Figure 1. Muscle-derived FGF21 enhances glucose uptake in skeletal muscle in Cpt1b^m−/− mice.

(A) Serum FGF21 concentration in 4 month old Cpt1b^m−/− and Cpt1b^fl/fl mice fed and fasted overnight (n=7–9 per group). (B) Fgf21 gene expression in muscle tissue such as gastrocnemius (Gastroc), soleus, extensor digitorium longus (EDL), white and red quads (W.Quad and R.Quad), and other tissue such as liver, epididymal and inguinal white adipose tissue (eWAT and iWAT) from 3–5 month old Cpt1b^m−/− and Cpt1b^fl/fl mice (n=5–8). (C) Immunoblot analysis showing Klotho β and Glut1 protein abundance in gastrocnemius muscle from 4 month old Cpt1b^m−/− and Cpt1b^fl/fl mice.
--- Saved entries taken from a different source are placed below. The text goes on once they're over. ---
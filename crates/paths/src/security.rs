//! Upload path security checks.
//!
//! These run once per candidate before any byte of it is read, so a
//! rejected file never costs I/O.

use crate::{MAX_SEGMENT_LEN, PathError};

/// Characters that are never allowed in an uploaded file name.
const UNSAFE_CHARS: &[char] = &[
    '?', '&', '#', '%', '<', '>', '[', ']', '{', '}', '|', '\\', '^', '~', '`', ';', '$', '(',
    ')', '\'', '"', '*',
];

/// Windows device names, reserved with or without an extension.
const RESERVED_NAMES: &[&str] = &[
    "CON", "PRN", "AUX", "NUL", "COM1", "COM2", "COM3", "COM4", "COM5", "COM6", "COM7", "COM8",
    "COM9", "LPT1", "LPT2", "LPT3", "LPT4", "LPT5", "LPT6", "LPT7", "LPT8", "LPT9",
];

/// Validates a deployment-relative upload path.
///
/// Rejects:
/// - Empty paths and empty segments
/// - Absolute paths
/// - Parent directory traversal (`..`, with either separator)
/// - Null bytes and other control characters
/// - Unsafe characters, reserved device names
/// - Segments with leading/trailing whitespace or a trailing dot
/// - Segments longer than [`MAX_SEGMENT_LEN`]
///
/// Nested paths and dot-files are accepted; the dot-file policy belongs
/// to the junk filter.
pub fn validate_upload_path(path: &str) -> Result<(), PathError> {
    if path.is_empty() {
        return Err(PathError::Empty);
    }

    // Checked first so they win over every other rule.
    if path.contains('\0') {
        return Err(PathError::NullByte(path.to_string()));
    }
    if path.split(['/', '\\']).any(|segment| segment == "..") {
        return Err(PathError::Traversal(path.to_string()));
    }

    if path.starts_with('/') {
        return Err(PathError::Absolute(path.to_string()));
    }

    for segment in path.split('/') {
        validate_segment(path, segment)?;
    }

    Ok(())
}

fn validate_segment(path: &str, segment: &str) -> Result<(), PathError> {
    if segment.is_empty() {
        return Err(PathError::Empty);
    }
    if segment.chars().any(char::is_control) {
        return Err(PathError::ControlCharacter(path.to_string()));
    }
    if let Some(ch) = segment.chars().find(|c| UNSAFE_CHARS.contains(c)) {
        return Err(PathError::UnsafeCharacter {
            path: path.to_string(),
            ch,
        });
    }
    if segment.trim() != segment {
        return Err(PathError::Whitespace(path.to_string()));
    }
    if segment.ends_with('.') {
        return Err(PathError::TrailingDot(path.to_string()));
    }
    if segment.chars().count() > MAX_SEGMENT_LEN {
        return Err(PathError::SegmentTooLong(path.to_string()));
    }

    let stem = segment.split('.').next().unwrap_or(segment);
    if RESERVED_NAMES.iter().any(|r| r.eq_ignore_ascii_case(stem)) {
        return Err(PathError::ReservedName {
            path: path.to_string(),
            name: segment.to_string(),
        });
    }

    Ok(())
}
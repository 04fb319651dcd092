//! Content hashing, byte sources and file records for deploy uploads.
//!
//! A [`FileRecord`] is the canonical unit handed to the body encoder: a
//! normalized deployment path plus content whose size and MD5 digest were
//! derived exactly once, when the record was built.

mod checksum;
mod mime;
mod record;
mod source;

pub use checksum::checksum_bytes;
pub use mime::{DEFAULT_CONTENT_TYPE, content_type_for, lookup_content_type};
pub use record::FileRecord;
pub use source::{BlobHandle, ByteSource, PathHandle};

/// Errors produced by the transfer crate.
#[derive(Debug, thiserror::Error)]
pub enum TransferError {
    #[error("failed to read {path}: {source}")]
    Io {
        path: String,
        #[source]
        source: std::io::Error,
    },

    #[error("content of {path} changed since it was hashed")]
    ContentChanged { path: String },
}

impl TransferError {
    /// Wraps an I/O error with the path that caused it.
    pub fn io(path: impl Into<String>, source: std::io::Error) -> Self {
        Self::Io {
            path: path.into(),
            source,
        }
    }
}
//! Fixed extension → MIME table.
//!
//! Every content type that reaches the wire comes from this table, never
//! from a runtime-reported type, so the same file always produces the same
//! part metadata.

use std::path::Path;

/// Content type used when the extension is unknown.
pub const DEFAULT_CONTENT_TYPE: &str = "application/octet-stream";

/// Looks up the MIME type for a path by its (case-insensitive) extension.
pub fn lookup_content_type(path: &str) -> Option<&'static str> {
    let ext = Path::new(path)
        .extension()
        .and_then(|e| e.to_str())
        .map(|e| e.to_lowercase());

    let mime = match ext.as_deref()? {
        "html" | "htm" => "text/html",
        "css" => "text/css",
        "js" | "mjs" | "cjs" => "text/javascript",
        "json" | "map" => "application/json",
        "webmanifest" => "application/manifest+json",
        "xml" => "application/xml",
        "txt" => "text/plain",
        "md" => "text/markdown",
        "csv" => "text/csv",
        "yaml" | "yml" => "text/yaml",
        "toml" => "application/toml",
        "svg" => "image/svg+xml",
        "png" => "image/png",
        "jpg" | "jpeg" => "image/jpeg",
        "gif" => "image/gif",
        "webp" => "image/webp",
        "avif" => "image/avif",
        "ico" => "image/x-icon",
        "bmp" => "image/bmp",
        "woff" => "font/woff",
        "woff2" => "font/woff2",
        "ttf" => "font/ttf",
        "otf" => "font/otf",
        "eot" => "application/vnd.ms-fontobject",
        "mp4" => "video/mp4",
        "webm" => "video/webm",
        "mp3" => "audio/mpeg",
        "wav" => "audio/wav",
        "ogg" => "audio/ogg",
        "pdf" => "application/pdf",
        "wasm" => "application/wasm",
        "zip" => "application/zip",
        _ => return None,
    };
    Some(mime)
}

/// MIME type for a path, falling back to [`DEFAULT_CONTENT_TYPE`].
pub fn content_type_for(path: &str) -> &'static str {
    lookup_content_type(path).unwrap_or(DEFAULT_CONTENT_TYPE)
}
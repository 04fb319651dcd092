//! Collaborator traits for the platform side of a deploy.
//!
//! The API client implements these on top of HTTP. Keeping them as traits
//! keeps the pipeline decoupled from transport and testable with mocks.

use std::future::Future;
use std::pin::Pin;

use staticship_transfer::FileRecord;
use staticship_validation::PlatformLimits;

use crate::encoder::DeployBody;
use crate::error::DeployError;
use crate::types::Deployment;

/// Fetches the platform's business-rule limits.
pub trait LimitsFetcher: Send + Sync {
    fn fetch_limits(
        &self,
    ) -> Pin<Box<dyn Future<Output = Result<PlatformLimits, DeployError>> + Send + '_>>;
}

/// Heuristic check for single-page-application layouts.
///
/// Failures are never fatal: callers treat an error as "not an SPA".
pub trait SpaChecker: Send + Sync {
    fn check<'a>(
        &'a self,
        files: &'a [FileRecord],
    ) -> Pin<Box<dyn Future<Output = Result<bool, DeployError>> + Send + 'a>>;
}

/// Uploads an encoded deploy body.
pub trait Transport: Send + Sync {
    fn deploy(
        &self,
        body: DeployBody,
    ) -> Pin<Box<dyn Future<Output = Result<Deployment, DeployError>> + Send + '_>>;
}
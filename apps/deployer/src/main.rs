//! Deploys local directories to the static hosting platform.

mod args;
mod config;

use std::sync::Arc;

use clap::Parser;
use staticship_api::Client;
use staticship_deploy::{DeployContext, DeployInput, DeployOptions, Deployer};
use tokio_util::sync::CancellationToken;
use tracing::info;
use tracing_subscriber::EnvFilter;

use args::Args;
use config::DeployerConfig;

#[tokio::main]
async fn main() -> anyhow::Result<()> {
    tracing_subscriber::fmt()
        .with_env_filter(
            EnvFilter::try_from_default_env()
                .unwrap_or_else(|_| EnvFilter::new("info,staticship=debug")),
        )
        .init();

    let args = Args::parse();
    let config = DeployerConfig::load()?;
    info!(api_url = %config.api_url, "starting deploy");

    let client = Client::new(&config.api_key)?.with_base_url(config.api_url.clone());
    let ctx = Arc::new(DeployContext::with_client(Arc::new(client)));
    let mut deployer = Deployer::new(ctx);

    if let Some(mut events) = deployer.take_events() {
        tokio::spawn(async move {
            while let Some(event) = events.recv().await {
                info!(?event, "deploy progress");
            }
        });
    }

    let cancel = CancellationToken::new();
    let on_signal = cancel.clone();
    tokio::spawn(async move {
        if tokio::signal::ctrl_c().await.is_ok() {
            info!("interrupt received, cancelling");
            on_signal.cancel();
        }
    });

    let options = DeployOptions {
        flatten: !args.preserve_dirs,
        spa_detect: config.spa_detect && !args.no_spa,
        labels: args.labels,
        via: config.via,
        cancel: Some(cancel),
    };

    let deployment = deployer
        .deploy(DeployInput::Paths(args.paths), &options)
        .await?;
    println!("{}", serde_json::to_string_pretty(&deployment)?);
    Ok(())
}
//! Platform limits and file-set validation.
//!
//! One rule evaluator ([`RuleEvaluator`]) produces violations for a batch
//! of candidates. Two policies wrap it:
//!
//! - [`FailFast`]: used while scanning real input; the first violation
//!   aborts the whole operation.
//! - [`validate_batch`]: used for pre-flight display; collects every
//!   violation and rejects the batch atomically.

mod candidate;
mod format;
mod limits;
mod policy;
mod rules;

pub use candidate::{CandidateFile, FileStatus};
pub use format::format_bytes;
pub use limits::{LimitsCell, PlatformLimits};
pub use policy::{Admission, FailFast, ValidationOutcome, validate_batch};
pub use rules::{Evaluation, RuleEvaluator, Violation, ViolationKind};

/// Errors produced by validation.
#[derive(Debug, Clone, PartialEq, Eq, thiserror::Error)]
pub enum ValidationError {
    #[error("platform limits not initialized; fetch them before deploying")]
    LimitsNotInitialized,

    #[error("{0}")]
    Rule(Violation),
}
//! Filesystem discovery for deploy inputs.
//!
//! Walks directories iteratively with an explicit stack and produces
//! files with paths relative to the directory shared by all inputs,
//! normalized to forward slashes.

use std::collections::HashSet;
use std::fs;
use std::path::{Component, Path, PathBuf};

use staticship_transfer::{FileRecord, TransferError, content_type_for};
use staticship_validation::PlatformLimits;
use tracing::{debug, warn};

use crate::error::DeployError;
use crate::ingest::{Ingestable, Origin, ingest};

/// A regular file found on disk.
#[derive(Debug, Clone, PartialEq, Eq)]
pub struct DiscoveredFile {
    /// Canonical location on disk.
    pub path: PathBuf,
    /// Path relative to the base shared by all inputs, `/`-separated.
    pub relative_path: String,
    pub size: u64,
}

/// Discovers every regular file under `inputs`, in input order.
///
/// Inputs are canonicalized and their deepest common directory becomes the
/// base: a directory input counts as itself, a file input as its parent.
/// Every relative path is taken against that base, so files from several
/// inputs keep their distinguishing directories. Directory entries are
/// visited in sorted order. Directories are tracked by canonical path, so
/// symlink cycles and overlapping inputs are walked once.
pub fn discover_files(inputs: &[PathBuf]) -> Result<Vec<DiscoveredFile>, DeployError> {
    let mut roots = Vec::with_capacity(inputs.len());
    for input in inputs {
        let canonical = fs::canonicalize(input).map_err(|e| io_error(input, e))?;
        let metadata = fs::metadata(&canonical).map_err(|e| io_error(input, e))?;
        roots.push((canonical, metadata));
    }

    let base = common_base(roots.iter().map(|(path, metadata)| {
        if metadata.is_dir() {
            path.as_path()
        } else {
            path.parent().unwrap_or(path.as_path())
        }
    }));
    debug!(base = %base.display(), inputs = roots.len(), "resolved discovery base");

    let mut files = Vec::new();
    let mut visited = HashSet::new();
    for (path, metadata) in roots {
        if metadata.is_file() {
            files.push(DiscoveredFile {
                relative_path: relative_to(&base, &path)?,
                path,
                size: metadata.len(),
            });
        } else if metadata.is_dir() {
            walk_dir(&path, &base, &mut visited, &mut files)?;
        }
    }

    Ok(files)
}

/// Deepest directory that contains every root.
fn common_base<'a>(mut roots: impl Iterator<Item = &'a Path>) -> PathBuf {
    let Some(first) = roots.next() else {
        return PathBuf::new();
    };

    let mut base: Vec<Component<'a>> = first.components().collect();
    for root in roots {
        let shared = base
            .iter()
            .zip(root.components())
            .take_while(|(a, b)| **a == *b)
            .count();
        base.truncate(shared);
    }
    base.into_iter().collect()
}

fn relative_to(base: &Path, path: &Path) -> Result<String, DeployError> {
    let rel_path = path
        .strip_prefix(base)
        .map_err(|e| io_error(path, std::io::Error::other(e)))?;
    // Normalize to forward slashes.
    Ok(rel_path.to_string_lossy().replace('\\', "/"))
}

fn walk_dir(
    root: &Path,
    base: &Path,
    visited: &mut HashSet<PathBuf>,
    files: &mut Vec<DiscoveredFile>,
) -> Result<(), DeployError> {
    let mut stack = vec![root.to_path_buf()];

    while let Some(dir) = stack.pop() {
        let canonical = fs::canonicalize(&dir).map_err(|e| io_error(&dir, e))?;
        if !visited.insert(canonical) {
            debug!(dir = %dir.display(), "skipping already visited directory");
            continue;
        }

        let mut entries = fs::read_dir(&dir)
            .map_err(|e| io_error(&dir, e))?
            .collect::<Result<Vec<_>, _>>()
            .map_err(|e| io_error(&dir, e))?;
        entries.sort_by_key(|entry| entry.file_name());

        let mut subdirs = Vec::new();
        for entry in entries {
            let path = entry.path();
            // Follows symlinks; a dangling link is skipped, not fatal.
            let metadata = match fs::metadata(&path) {
                Ok(m) => m,
                Err(e) => {
                    warn!(path = %path.display(), error = %e, "skipping unreadable entry");
                    continue;
                }
            };

            if metadata.is_dir() {
                subdirs.push(path);
            } else if metadata.is_file() {
                files.push(DiscoveredFile {
                    relative_path: relative_to(base, &path)?,
                    path,
                    size: metadata.len(),
                });
            }
        }

        // Reversed so the stack pops them in sorted order.
        stack.extend(subdirs.into_iter().rev());
    }

    Ok(())
}

/// Runs the filesystem inputs through the shared ingestion pipeline.
pub(crate) async fn prepare_paths(
    inputs: &[PathBuf],
    limits: &PlatformLimits,
    flatten: bool,
) -> Result<Vec<FileRecord>, DeployError> {
    let discovered = discover_files(inputs)?;
    debug!(files = discovered.len(), "discovery complete");

    let items = discovered
        .into_iter()
        .map(|file| Ingestable {
            mime_type: content_type_for(&file.relative_path).to_string(),
            path: file.relative_path,
            size: file.size,
            origin: Origin::Disk(file.path),
        })
        .collect();

    ingest(items, limits, flatten).await
}

fn io_error(path: &Path, err: std::io::Error) -> DeployError {
    TransferError::io(path.display().to_string(), err).into()
}
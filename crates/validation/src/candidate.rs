use serde::{Deserialize, Serialize};

/// Lifecycle status of a [`CandidateFile`].
#[derive(Debug, Clone, Copy, PartialEq, Eq, Serialize, Deserialize)]
#[serde(rename_all = "snake_case")]
pub enum FileStatus {
    Pending,
    Ready,
    Excluded,
    ValidationFailed,
    ProcessingError,
}

impl FileStatus {
    pub fn is_terminal(self) -> bool {
        self != Self::Pending
    }
}

/// A file as shown to a user before the deploy is committed.
///
/// Created `Pending`; settles into exactly one terminal status and never
/// moves again.
#[derive(Debug, Clone, PartialEq, Eq, Serialize, Deserialize)]
#[serde(rename_all = "camelCase")]
pub struct CandidateFile {
    pub name: String,
    pub size: u64,
    pub mime_type: String,
    status: FileStatus,
    #[serde(default, skip_serializing_if = "Option::is_none")]
    status_message: Option<String>,
}

impl CandidateFile {
    pub fn new(name: impl Into<String>, size: u64, mime_type: impl Into<String>) -> Self {
        Self {
            name: name.into(),
            size,
            mime_type: mime_type.into(),
            status: FileStatus::Pending,
            status_message: None,
        }
    }

    pub fn status(&self) -> FileStatus {
        self.status
    }

    pub fn status_message(&self) -> Option<&str> {
        self.status_message.as_deref()
    }

    /// Marks a file that could not be inspected at ingestion.
    pub fn mark_processing_error(&mut self, message: impl Into<String>) -> bool {
        self.settle(FileStatus::ProcessingError, Some(message.into()))
    }

    /// Marks a file excluded from the deploy (not an error).
    pub fn mark_excluded(&mut self, message: impl Into<String>) -> bool {
        self.settle(FileStatus::Excluded, Some(message.into()))
    }

    /// Moves a pending file to `status`. Returns `false`, leaving the file
    /// untouched, if it already settled.
    pub(crate) fn settle(&mut self, status: FileStatus, message: Option<String>) -> bool {
        if self.status.is_terminal() {
            return false;
        }
        self.status = status;
        self.status_message = message;
        true
    }
}
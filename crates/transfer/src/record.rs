use std::borrow::Cow;

use crate::TransferError;
use crate::checksum::checksum_bytes;
use crate::source::ByteSource;

/// A processed file ready to be encoded into a deploy body.
///
/// `size` and `digest` are computed from the content once, at construction,
/// and never recomputed. Handle-backed content is read a second time when
/// the body is encoded; [`FileRecord::read_verified`] rejects it if it no
/// longer matches.
#[derive(Debug, Clone)]
pub struct FileRecord {
    path: String,
    content: ByteSource,
    size: u64,
    digest: String,
}

impl FileRecord {
    /// Builds a record from bytes already in memory.
    pub fn from_bytes(path: impl Into<String>, bytes: Vec<u8>) -> Self {
        let digest = checksum_bytes(&bytes);
        Self {
            path: path.into(),
            size: bytes.len() as u64,
            content: ByteSource::Bytes(bytes),
            digest,
        }
    }

    /// Builds a record from any byte source, reading it fully to hash it.
    pub async fn from_source(
        path: impl Into<String>,
        source: ByteSource,
    ) -> Result<Self, TransferError> {
        let path = path.into();
        match source {
            ByteSource::Bytes(bytes) => Ok(Self::from_bytes(path, bytes)),
            ByteSource::Handle(handle) => {
                let bytes = handle
                    .read_all()
                    .await
                    .map_err(|e| TransferError::io(path.clone(), e))?;
                Ok(Self {
                    digest: checksum_bytes(&bytes),
                    size: bytes.len() as u64,
                    content: ByteSource::Handle(handle),
                    path,
                })
            }
        }
    }

    /// Returns the content, failing if it differs from what was hashed.
    ///
    /// Length is always checked. The digest is recomputed only for handles,
    /// since in-memory bytes cannot change after construction.
    pub async fn read_verified(&self) -> Result<Cow<'_, [u8]>, TransferError> {
        let bytes = self
            .content
            .read_to_bytes()
            .await
            .map_err(|e| TransferError::io(self.path.clone(), e))?;

        let changed = bytes.len() as u64 != self.size
            || (matches!(self.content, ByteSource::Handle(_))
                && checksum_bytes(&bytes) != self.digest);
        if changed {
            return Err(TransferError::ContentChanged {
                path: self.path.clone(),
            });
        }
        Ok(bytes)
    }

    /// Deployment-relative path with `/` separators.
    pub fn path(&self) -> &str {
        &self.path
    }

    pub fn content(&self) -> &ByteSource {
        &self.content
    }

    /// Content size in bytes.
    pub fn size(&self) -> u64 {
        self.size
    }

    /// Lowercase hex MD5 of the content.
    pub fn digest(&self) -> &str {
        &self.digest
    }
}
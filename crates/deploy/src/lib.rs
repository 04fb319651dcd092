//! Deploy input pipeline: turns raw input into an upload-ready body.
//!
//! Two front-ends feed one shared rule set:
//!
//! - **Filesystem** ([`DeployInput::Paths`]): directories are walked
//!   iteratively and the body is fully buffered with explicit headers.
//! - **In-memory** ([`DeployInput::Files`]): files come from an embedding
//!   application and the body is a live multipart form.
//!
//! # Pipeline
//!
//! 1. **Limits**: fetch the platform limits once per [`DeployContext`]
//! 2. **Ingest**: junk filter, path optimizer, security check, fail-fast
//!    validation, then read and hash each file
//! 3. **SPA**: ask the platform whether to add a rewrite config
//! 4. **Encode**: build the multipart body
//! 5. **Upload**: hand the body to the [`Transport`]

pub mod context;
pub mod deploy;
pub mod encoder;
pub mod error;
mod ingest;
pub mod memory;
pub mod remote;
pub mod scanner;
pub mod spa;
pub mod types;

#[cfg(test)]
mod testing;

pub use context::DeployContext;
pub use deploy::Deployer;
pub use encoder::{DeployBody, Payload, encode_buffered, encode_form};
pub use error::DeployError;
pub use memory::preflight;
pub use remote::{LimitsFetcher, SpaChecker, Transport};
pub use scanner::{DiscoveredFile, discover_files};
pub use spa::{SPA_CONFIG_PATH, SPA_REWRITE_CONFIG, SpaConfigurator, SpaState};
pub use types::{DeployEvent, DeployInput, DeployOptions, Deployment, MemoryFile};
//! Deploy orchestrator.
//!
//! Drives one deploy through its stages: limits, ingestion, SPA
//! configuration, encoding and upload. Progress events are best-effort and
//! cancellation is checked between stages.

use std::sync::Arc;

use staticship_transfer::FileRecord;
use staticship_validation::{PlatformLimits, ValidationOutcome};
use tokio::sync::mpsc;
use tracing::{debug, info};

use crate::context::DeployContext;
use crate::encoder::{encode_buffered, encode_form};
use crate::error::DeployError;
use crate::memory::{preflight, prepare_files};
use crate::scanner::prepare_paths;
use crate::spa::{SpaConfigurator, SpaState};
use crate::types::{DeployEvent, DeployInput, DeployOptions, Deployment};

/// Which front-end produced the records; selects the body encoder.
#[derive(Debug, Clone, Copy, PartialEq, Eq)]
enum Runtime {
    Filesystem,
    Memory,
}

/// Runs deploys against one [`DeployContext`].
pub struct Deployer {
    ctx: Arc<DeployContext>,
    events_tx: mpsc::Sender<DeployEvent>,
    events_rx: Option<mpsc::Receiver<DeployEvent>>,
}

impl Deployer {
    pub fn new(ctx: Arc<DeployContext>) -> Self {
        let (events_tx, events_rx) = mpsc::channel(64);
        Self {
            ctx,
            events_tx,
            events_rx: Some(events_rx),
        }
    }

    /// Takes the event receiver. Can only be called once.
    pub fn take_events(&mut self) -> Option<mpsc::Receiver<DeployEvent>> {
        self.events_rx.take()
    }

    pub fn context(&self) -> &DeployContext {
        &self.ctx
    }

    /// Fetches the platform limits unless already known.
    pub async fn ensure_limits(&self) -> Result<&PlatformLimits, DeployError> {
        self.ctx.ensure_limits().await
    }

    /// Validates in-memory files as a batch without uploading anything.
    ///
    /// Filesystem inputs are validated while scanning, so they are rejected
    /// here with an environment error.
    pub async fn preflight(&self, input: &DeployInput) -> Result<ValidationOutcome, DeployError> {
        match input {
            DeployInput::Paths(_) => Err(DeployError::Environment(
                "preflight requires in-memory files".into(),
            )),
            DeployInput::Files(files) => {
                let limits = self.ctx.ensure_limits().await?;
                Ok(preflight(files, limits))
            }
        }
    }

    /// Prepares, encodes and uploads one deployment.
    pub async fn deploy(
        &self,
        input: DeployInput,
        options: &DeployOptions,
    ) -> Result<Deployment, DeployError> {
        check_cancelled(options)?;
        let limits = self.ctx.ensure_limits().await?;

        self.emit(DeployEvent::Scanning);
        let (runtime, mut records) = match input {
            DeployInput::Paths(paths) => (
                Runtime::Filesystem,
                prepare_paths(&paths, limits, options.flatten).await?,
            ),
            DeployInput::Files(files) => (
                Runtime::Memory,
                prepare_files(files, limits, options.flatten).await?,
            ),
        };
        if records.is_empty() {
            return Err(DeployError::NoFiles);
        }
        self.emit(DeployEvent::Prepared {
            files: records.len(),
            bytes: records.iter().map(FileRecord::size).sum(),
        });

        let mut spa = SpaConfigurator::new(self.ctx.spa_checker());
        if spa.configure(&mut records, options.spa_detect).await == SpaState::Configured {
            self.emit(DeployEvent::SpaConfigured);
        }

        check_cancelled(options)?;
        let labels = options.labels.as_slice();
        let via = options.via.as_deref();
        let body = match runtime {
            Runtime::Filesystem => encode_buffered(&records, labels, via).await?,
            Runtime::Memory => encode_form(&records, labels, via).await?,
        };
        debug!(?runtime, payload = ?body.payload, "deploy body encoded");

        self.emit(DeployEvent::Uploading);
        let deployment = self.ctx.transport().deploy(body).await?;
        info!(
            deployment = %deployment.deployment,
            files = records.len(),
            status = %deployment.status,
            "deployment created"
        );
        Ok(deployment)
    }

    fn emit(&self, event: DeployEvent) {
        let _ = self.events_tx.try_send(event);
    }
}

fn check_cancelled(options: &DeployOptions) -> Result<(), DeployError> {
    match &options.cancel {
        Some(token) if token.is_cancelled() => Err(DeployError::Cancelled),
        _ => Ok(()),
    }
}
GAPDH used as a loading control. Image J software was used for densitometry quantification of the immunoblots. Results shown are representative of three separate experiments (n=3–4 per group). (D) Fgf21 gene expression primary myotubes established from Cpt1b^m−/− and Cpt1b^fl/fl mice. (E) Secreted FGF21 over 24h in culture media from primary myotubes initiated from Cpt1b^m−/− and Cpt1b^fl/fl mice. (F) Basal and insulin-stimulated [³H]-2-deoxyglucose uptake in primary myotubes from Cpt1b^m−/− and Cpt1b^fl/fl mice. (G) Primary myotubes from Cpt1b^m−/− and Cpt1b^fl/fl mice (3–5 months of age) were pre-treated with vehicle (PBS) or rmFGF21 (250 ng/ml, 16h) and then [³H]-2-deoxyglucose uptake was measured. Results shown are representative of four independent experiments. All data are presented as means ± s.e.m., *P < 0.05 and **P < 0.01 between Cpt1b^m−/− and Cpt1b^fl/fl mice, and ^#P < 0.05 between vehicle versus insulin or rmFGF21 treatments.